7 People Trapped in Cars

Victoria State Emergency Service personnel were praised for their efforts during the storm by Geelong’s mayor.

Victoria State Emergency Service (VICSES) responded to over 520 requests. Amongst these calls for help were 15 people rescued from floodwater, including seven people who were trapped in cars.

Stefan Delatovic, said that “volunteers from around Victoria flooded in to help their Geelong peers to clear these incidents overnight. We’re indebted to their service”.

Stay Away from Floodwater

Throughout the storm and in the aftermath, VICSES stressed the importance of staying away from flood water, especially for those in vehicles. Via social media they said:

“If you can’t seen the road, you can’t guarantee that it is safe. Never drive through floodwater”.

The photos below were taken in North Geelong on 28 January, after the floodwater had receded. Photo credit: VICSES

floods road damage 2 geelong

floods road damage geelong

In a statement earlier today, Mr Delatovic said:

“If you only do one thing, make it an easy one: commit to never entering floodwater. Floodwater moves quickly, picking up dirt and debris as it goes. Television news coverage of Geelong’s storms shows vehicles being swept away. Imagine if you were in them and how scary that would be. Our volunteers will try to save you if you’re trapped in a vehicle being tossed around by floods at obvious risks to themselves, but don’t put their lives in danger by entering it willingly.

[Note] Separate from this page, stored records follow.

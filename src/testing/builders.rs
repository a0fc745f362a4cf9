//! Receipt builders for tests and benchmarks.

use crate::model::{Customer, LineItem, Receipt, ReceiptStatus, ShippingAddress};
use chrono::{NaiveDate, NaiveDateTime};
use rand::rngs::StdRng;
use rand::{Rng, SeedableRng};

fn date_time(year: i32, month: u32, day: u32, hour: u32, minute: u32) -> NaiveDateTime {
    NaiveDate::from_ymd_opt(year, month, day)
        .and_then(|d| d.and_hms_opt(hour, minute, 0))
        .unwrap_or_default()
}

/// A fluent builder for a single [`Receipt`].
///
/// Defaults: status `Created`, customer "Test Customer", Springfield IL,
/// 2024-01-15 10:00, no loyalty points, no lines.
///
/// # Example
///
/// ```
/// use receiptflow::testing::ReceiptBuilder;
///
/// let r = ReceiptBuilder::new("r1")
///     .customer("Ada", "Byron")
///     .item("widget", 2, 10.0)
///     .build();
/// assert_eq!(r.total(), 20.0);
/// ```
#[derive(Clone, Debug)]
pub struct ReceiptBuilder {
    receipt: Receipt,
}

impl ReceiptBuilder {
    #[must_use]
    pub fn new(id: impl Into<String>) -> Self {
        Self {
            receipt: Receipt {
                id: id.into(),
                timestamp: date_time(2024, 1, 15, 10, 0),
                status: ReceiptStatus::Created,
                customer: Customer::new("Test", "Customer"),
                shipping_address: ShippingAddress::new("Springfield", "IL"),
                loyalty_points_earned: 0,
                items: Vec::new(),
            },
        }
    }

    #[must_use]
    pub fn customer(mut self, first: impl Into<String>, last: impl Into<String>) -> Self {
        self.receipt.customer = Customer::new(first, last);
        self
    }

    #[must_use]
    pub fn status(mut self, status: ReceiptStatus) -> Self {
        self.receipt.status = status;
        self
    }

    #[must_use]
    pub fn timestamp(mut self, timestamp: NaiveDateTime) -> Self {
        self.receipt.timestamp = timestamp;
        self
    }

    /// Move the receipt to the 15th of `month` (2024), 10:00.
    ///
    /// # Panics
    /// If `month` is not in `1..=12`.
    #[must_use]
    pub fn month(self, month: u32) -> Self {
        assert!((1..=12).contains(&month), "month must be in 1..=12, got {month}");
        self.timestamp(date_time(2024, month, 15, 10, 0))
    }

    #[must_use]
    pub fn city(mut self, city: impl Into<String>, state: impl Into<String>) -> Self {
        self.receipt.shipping_address.city = city.into();
        self.receipt.shipping_address.state = state.into();
        self
    }

    #[must_use]
    pub fn loyalty(mut self, points: u32) -> Self {
        self.receipt.loyalty_points_earned = points;
        self
    }

    /// Append a line item.
    #[must_use]
    pub fn item(mut self, name: impl Into<String>, quantity: u32, unit_price: f64) -> Self {
        self.receipt.items.push(LineItem::new(name, quantity, unit_price));
        self
    }

    #[must_use]
    pub fn build(self) -> Receipt {
        self.receipt
    }
}

const FIRST_NAMES: [&str; 8] = ["Ada", "Alan", "Barbara", "Donald", "Edsger", "Grace", "Ken", "Margaret"];
const LAST_NAMES: [&str; 6] = ["Byron", "Hopper", "Knuth", "Liskov", "Thompson", "Turing"];
const PLACES: [(&str, &str); 8] = [
    ("Austin", "TX"),
    ("Boston", "MA"),
    ("Chicago", "IL"),
    ("Denver", "CO"),
    ("Portland", "OR"),
    ("Seattle", "WA"),
    ("Springfield", "IL"),
    ("Houston", "TX"),
];
const CATALOG: [(&str, f64, f64); 10] = [
    ("sticker", 0.5, 3.0),
    ("notebook", 2.0, 15.0),
    ("cable", 5.0, 25.0),
    ("mouse", 15.0, 60.0),
    ("keyboard", 30.0, 180.0),
    ("headphones", 60.0, 300.0),
    ("monitor", 150.0, 600.0),
    ("chair", 90.0, 450.0),
    ("desk", 200.0, 900.0),
    ("laptop", 600.0, 2_500.0),
];

/// Reproducible random receipts.
///
/// The same seed always yields the same records. Prices are unrounded so
/// floating-point sums depend on association order, which is what engine
/// equivalence tests need to exercise.
#[derive(Debug)]
pub struct ReceiptGenerator {
    rng: StdRng,
    next_id: u64,
}

impl ReceiptGenerator {
    #[must_use]
    pub fn seeded(seed: u64) -> Self {
        Self {
            rng: StdRng::seed_from_u64(seed),
            next_id: 0,
        }
    }

    /// Generate `n` receipts with 1 to 5 valid lines each.
    pub fn generate(&mut self, n: usize) -> Vec<Receipt> {
        (0..n).map(|_| self.receipt()).collect()
    }

    fn receipt(&mut self) -> Receipt {
        let id = self.next_id;
        self.next_id += 1;

        let rng = &mut self.rng;
        let first = FIRST_NAMES[rng.random_range(0..FIRST_NAMES.len())];
        let last = LAST_NAMES[rng.random_range(0..LAST_NAMES.len())];
        let (city, state) = PLACES[rng.random_range(0..PLACES.len())];
        let status = ReceiptStatus::ALL[rng.random_range(0..ReceiptStatus::ALL.len())];
        let timestamp = date_time(
            2024,
            rng.random_range(1..=12),
            rng.random_range(1..=28),
            rng.random_range(0..24),
            rng.random_range(0..60),
        );

        let mut builder = ReceiptBuilder::new(format!("gen-{id:08}"))
            .customer(first, last)
            .city(city, state)
            .status(status)
            .timestamp(timestamp)
            .loyalty(rng.random_range(0..500));
        for _ in 0..rng.random_range(1..=5) {
            let (name, low, high) = CATALOG[rng.random_range(0..CATALOG.len())];
            builder = builder.item(name, rng.random_range(1..=4), rng.random_range(low..high));
        }
        builder.build()
    }
}

impl Iterator for ReceiptGenerator {
    type Item = Receipt;

    fn next(&mut self) -> Option<Receipt> {
        Some(self.receipt())
    }
}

TV coverage of last night’s storm included footage of people driving through floodwater, with many neglecting to warn of the severe risk.. Of chief concern to emergency managers is footage of a man surfing on floodwater which often cropped up as a light-hearted end to bulletins, characterised as a bit of fun. Obviously the man in question was having fun, and it’s not the media’s job to do anything more than accurately depict what is occurring, but flood stories including images of “locals enjoying the water” are common, and they normalise this activity.

Floodwater can include fast-moving sheets of corrugated iron, or a concealed storm drain creating an inescapable current. If you cut yourself, you’re prone to infection because the water is filthy. Current images of the receding floodwater in Geelong demonstrate how damaged roads can become. If you can’t see the road, you can’t guarantee that it’s safe.

The media shouldn’t stop broadcasting images of people playing in floodwater, or driving through it, but we all need a reminder of how dangerous it is.

Floods, storms and fires are unpredictable and they will inflict tragedy upon us. Let’s not give them any help”.

Melbourne Avoids Storm Damage

For a while yesterday it looked like storms were also going to hit Melbourne and other areas east of Geelong. Australia Bureau of Meteorology (BoM) warned that very dangerous thunderstorms were detected on weather radar near Pakenham and the area north of Pakenham. These thunderstorms are moving towards the southeast. Destructive winds, heavy rainfall that may lead to flash flooding and large hailstones are likely.

Fortunately the threat passed and BoM cancelled a severe thunderstorm warning on Thursday afternoon (local time).

“A more general severe thunderstorm warning remains current for the West and South Gippsland and parts of the Central, Northern Country, North Central and North East districts,” the BoM said.